There are some odd things about Nate’s new apartment. Of course, he has other things on his mind. He hates his job. He has no money in the bank. No girlfriend. No plans for the future. So while his new home isn’t perfect, it’s livable. The rent is low, the property managers are friendly, and the odd little mysteries don’t nag at him too much.

At least, not until he meets Mandy, his neighbor across the hall, and notices something unusual about her apartment. And Xela’s apartment.  And Tim’s.  And Veek’s.

Because every room in this old Los Angeles brownstone has a mystery or two. Mysteries that stretch back over a hundred years. Some of them are in plain sight. Some are behind locked doors. And all together these mysteries could mean the end of Nate and his friends.

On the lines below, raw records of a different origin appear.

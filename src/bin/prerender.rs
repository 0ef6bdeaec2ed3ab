//! Renders the app to a hydratable HTML document on stdout.
//!
//! Usage: `prerender [light|dark]`

use std::io::Write;

use theme_toggle::config::Config;
use theme_toggle::models::Theme;
use theme_toggle::{App, AppProps};
use tracing_subscriber::EnvFilter;

#[tokio::main]
async fn main() -> anyhow::Result<()> {
    // Logs go to stderr so stdout carries only the document
    tracing_subscriber::fmt()
        .with_env_filter(
            EnvFilter::try_from_default_env().unwrap_or_else(|_| EnvFilter::new("info")),
        )
        .with_writer(std::io::stderr)
        .init();

    let theme = match std::env::args().nth(1) {
        Some(arg) => arg.parse::<Theme>()?,
        None => Config::DEFAULT_THEME,
    };
    tracing::info!(%theme, "pre-rendering app");

    let body = yew::ServerRenderer::<App>::with_props(move || AppProps {
        default_theme: Some(theme),
    })
    .render()
    .await;

    let document = render_document(theme, &body);
    std::io::stdout().lock().write_all(document.as_bytes())?;
    tracing::debug!(bytes = document.len(), "document written");

    Ok(())
}

/// Wraps rendered app markup in a page that declares the theme on `<html>`
fn render_document(theme: Theme, body: &str) -> String {
    let class = if theme.is_dark() { Config::DARK_CLASS } else { "" };

    format!(
        r#"<!DOCTYPE html>
<html lang="en" {attr}="{theme}" class="{class}">
<head>
    <meta charset="utf-8" />
    <meta name="viewport" content="width=device-width, initial-scale=1" />
    <title>Theme Toggle</title>
    <link data-trunk rel="rust" data-bin="theme-toggle" />
</head>
<body>{body}</body>
</html>
"#,
        attr = Config::THEME_ATTRIBUTE,
    )
}
use yew::prelude::*;

#[derive(Properties, PartialEq)]
pub struct IconProps {
    #[prop_or_default]
    pub class: Classes,
}

/// Decorative sun glyph, shown while the light theme is active
#[function_component(SunIcon)]
pub fn sun_icon(props: &IconProps) -> Html {
    html! {
        <svg
            class={classes!("theme-icon", "theme-icon-sun", props.class.clone())}
            xmlns="http://www.w3.org/2000/svg"
            viewBox="0 0 24 24"
            fill="none"
            stroke="currentColor"
            stroke-width="2"
            stroke-linecap="round"
            stroke-linejoin="round"
            aria-hidden="true"
        >
            <circle cx="12" cy="12" r="4" />
            <path d="M12 2v2" />
            <path d="M12 20v2" />
            <path d="m4.93 4.93 1.41 1.41" />
            <path d="m17.66 17.66 1.41 1.41" />
            <path d="M2 12h2" />
            <path d="M20 12h2" />
            <path d="m6.34 17.66-1.41 1.41" />
            <path d="m19.07 4.93-1.41 1.41" />
        </svg>
    }
}

/// Decorative moon glyph, shown while the dark theme is active
#[function_component(MoonIcon)]
pub fn moon_icon(props: &IconProps) -> Html {
    html! {
        <svg
            class={classes!("theme-icon", "theme-icon-moon", props.class.clone())}
            xmlns="http://www.w3.org/2000/svg"
            viewBox="0 0 24 24"
            fill="none"
            stroke="currentColor"
            stroke-width="2"
            stroke-linecap="round"
            stroke-linejoin="round"
            aria-hidden="true"
        >
            <path d="M12 3a6 6 0 0 0 9 9 9 9 0 1 1-9-9Z" />
        </svg>
    }
}
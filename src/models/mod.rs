pub mod error;
pub mod theme;

pub use error::ThemeError;
pub use theme::{Theme, is_checked, theme_for_checked};
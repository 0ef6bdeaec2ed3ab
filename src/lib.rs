use yew::prelude::*;

pub mod components;
pub mod config;
pub mod hooks;
pub mod models;

use components::ThemeToggle;
use hooks::ThemeProvider;
use models::Theme;

#[derive(Properties, PartialEq, Default)]
pub struct AppProps {
    #[prop_or_default]
    pub default_theme: Option<Theme>,
}

#[function_component(App)]
pub fn app(props: &AppProps) -> Html {
    html! {
        <ThemeProvider default_theme={props.default_theme}>
            <div class="app-container">
                <header class="app-header">
                    <h1>{"Theme Toggle"}</h1>
                    <ThemeToggle />
                </header>

                <main class="app-main">
                    <p>{"Use the switch in the header to change between the light and dark themes."}</p>
                </main>

                <style>
                    {include_str!("style.css")}
                </style>
            </div>
        </ThemeProvider>
    }
}
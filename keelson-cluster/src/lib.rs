//! Keelson cluster controller - partition placement and replica movement
//!
//! This crate decides where partition replicas live and moves them there.
//! A reassignment is admitted synchronously (structural validation plus an
//! atomic placement transition), then converges in the background while
//! callers poll partition status.
//!
//! # Architecture
//!
//! - **Directory**: registered brokers and their reachability, consumed as
//!   read-only snapshots by validation and replacement selection
//! - **Placement**: replica-set types, structural validation, initial
//!   assignment, and replacement-plan generation
//! - **Tracker**: per-partition placement records and the move state
//!   machine, including the one-move-per-partition guard
//! - **Engine**: admission and asynchronous data movement - copy to added
//!   nodes, rebind cross-core moves, delete removed replicas, converge
//! - **Reporter**: controller-reported status plus per-node ground truth
//! - **Cluster**: in-process facade wiring brokers, stores, and the
//!   controller together
//!
//! # Key operations
//!
//! - Broker registration and topic creation with implicit initial placement
//! - Replica-set proposals: validated, guarded, executed asynchronously
//! - Status queries: controller view and ground-truth enumeration per node
//! - Data-plane append/read against the replicas a partition currently has

pub mod cluster;
pub mod config;
pub mod directory;
pub mod engine;
pub mod error;
pub mod metrics;
pub mod nodes;
pub mod placement;
pub mod report;
pub mod tracker;

pub use cluster::{Cluster, TopicMetadata};
pub use config::ControllerConfig;
pub use directory::{Broker, BrokerDirectory};
pub use engine::ReassignmentEngine;
pub use error::{ClusterError, Result};
pub use nodes::NodeRegistry;
pub use placement::{
    assign_initial, choose_replacement, validate, CoreMove, MoveStatus, PartitionPlacement,
    PartitionStatus, PlacementError, ReplacementPlan, ReplicaAssignment, ReplicaDiff, ReplicaSet,
    ValidationError,
};
pub use report::StatusReporter;
pub use tracker::{MoveDecision, MovePlan, MovementTracker, PlacementSnapshot};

Or the end of everything...

I just finished this in audiobook form (I listen to tons of audiobooks during my long days in my woodworking shop). It was loads of fun. It is by Peter Clines, an author whose work I've previously read in "Ex-Heroes", a very straightforward genre mashup of superheroes and zombies (After the zombie apocalypse, the world's masked avenger types round up the survivors in LA and attempt to defend them inside a fortified compound. This was every bit as entertaining and as dumb as it sounds).

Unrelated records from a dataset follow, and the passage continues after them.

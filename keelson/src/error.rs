//! Data-plane error types

use crate::ntp::Ntp;
use thiserror::Error;

/// Errors raised by a node's replica store.
#[derive(Error, Debug, Clone, PartialEq, Eq)]
pub enum StoreError {
    #[error("core {core} out of range for node {node_id} with {num_cores} cores")]
    InvalidCore {
        node_id: u32,
        core: u32,
        num_cores: u32,
    },

    #[error("replica {ntp} already hosted on node {node_id}")]
    ReplicaExists { ntp: Ntp, node_id: u32 },

    #[error("replica {ntp} not hosted on node {node_id}")]
    ReplicaNotFound { ntp: Ntp, node_id: u32 },
}

pub type Result<T> = std::result::Result<T, StoreError>;
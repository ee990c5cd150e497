//! Control-plane error types
//!
//! Validation failures and the in-flight guard reject synchronously and
//! mutate nothing. Transfer failures never surface through `propose`; they
//! leave the partition in progress and are observed through status queries.

use crate::placement::{PlacementError, ValidationError};
use keelson::{Ntp, StoreError};
use thiserror::Error;

/// Errors produced by the reassignment controller.
#[derive(Error, Debug, Clone, PartialEq, Eq)]
pub enum ClusterError {
    #[error(transparent)]
    Validation(#[from] ValidationError),

    #[error(transparent)]
    Placement(#[from] PlacementError),

    #[error("reassignment already in progress for {0}")]
    MoveInProgress(Ntp),

    #[error("partition {0} does not exist")]
    PartitionNotFound(Ntp),

    #[error("partition {0} already exists")]
    PartitionExists(Ntp),

    #[error("topic {0} already exists")]
    TopicExists(String),

    #[error("broker {0} is already registered")]
    BrokerExists(u32),

    #[error("node {0} is unavailable")]
    NodeUnavailable(u32),

    #[error(transparent)]
    Storage(#[from] StoreError),

    #[error("internal error: {0}")]
    Internal(String),
}

impl ClusterError {
    /// Get the error type as a string for metrics labeling.
    pub fn error_type(&self) -> &'static str {
        match self {
            ClusterError::Validation(_) => "validation",
            ClusterError::Placement(_) => "placement",
            ClusterError::MoveInProgress(_) => "move_in_progress",
            ClusterError::PartitionNotFound(_) => "partition_not_found",
            ClusterError::PartitionExists(_) => "partition_exists",
            ClusterError::TopicExists(_) => "topic_exists",
            ClusterError::BrokerExists(_) => "broker_exists",
            ClusterError::NodeUnavailable(_) => "node_unavailable",
            ClusterError::Storage(_) => "storage",
            ClusterError::Internal(_) => "internal",
        }
    }
}

pub type Result<T> = std::result::Result<T, ClusterError>;
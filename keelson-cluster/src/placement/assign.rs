//! Initial replica placement for new topics
//!
//! Spreads replicas round-robin across brokers by node id, balancing core
//! load within each node as assignments accumulate.

use super::{ReplicaAssignment, ReplicaSet};
use crate::directory::Broker;
use std::collections::HashMap;
use thiserror::Error;

/// Errors that can occur during initial placement.
#[derive(Error, Debug, Clone, PartialEq, Eq)]
pub enum PlacementError {
    #[error("not enough brokers: need {needed}, have {available}")]
    InsufficientBrokers { needed: usize, available: usize },
}

/// Choose replica sets for every partition of a new topic.
///
/// Brokers without cores are ineligible. Each partition's replicas land on
/// `replication_factor` distinct nodes; within a node the least-loaded core
/// is picked.
pub fn assign_initial(
    brokers: &[Broker],
    partitions: u32,
    replication_factor: usize,
) -> Result<Vec<ReplicaSet>, PlacementError> {
    let mut eligible: Vec<Broker> = brokers.iter().copied().filter(|b| b.num_cores > 0).collect();
    eligible.sort_by_key(|b| b.node_id);

    if replication_factor == 0 || eligible.len() < replication_factor {
        return Err(PlacementError::InsufficientBrokers {
            needed: replication_factor.max(1),
            available: eligible.len(),
        });
    }

    let mut core_loads: HashMap<u32, Vec<u32>> = HashMap::new();
    let mut sets = Vec::with_capacity(partitions as usize);

    for partition in 0..partitions as usize {
        let mut assignments = Vec::with_capacity(replication_factor);
        for replica in 0..replication_factor {
            let broker = eligible[(partition + replica) % eligible.len()];
            let loads = core_loads
                .entry(broker.node_id)
                .or_insert_with(|| vec![0; broker.num_cores as usize]);

            let core = loads
                .iter()
                .enumerate()
                .min_by_key(|(_, load)| **load)
                .map(|(core, _)| core as u32)
                .unwrap_or(0);
            loads[core as usize] += 1;

            assignments.push(ReplicaAssignment::new(broker.node_id, core));
        }
        sets.push(ReplicaSet::new(assignments));
    }

    Ok(sets)
}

14 was a whole different kettle of fish, and it's as hard to review as Triangle was, because I don't want to give away what made it so cool. It's like a combination of Lost and Lovecraft, with a mystery/horror/SF bent.   The hero is a young slacker type who works as a data entry temp and is stuck in that "Waiting for his life to start" phase (Weren't we all, once?  Let's just call it "Age 21-26", eh?), when he finds a new apartment that is too good to be true - Incredibly cheap rent, included utilities, and a nice building. After moving in, however, he begins to notice oddities - The elevator is always in the basement, the building has no power lines going to it, his kitchen light fixture turns any bulb put into it into a black light, and his neighbors are a collection of oddities. Tim is a former book publisher with a skill range from James Bond, there's a young actress who spends her time topless on the roof, and computer nerd Veek is a cranky geekette with an apartment so crammed with high powered PC gear that she could run 4Chan in her spare time.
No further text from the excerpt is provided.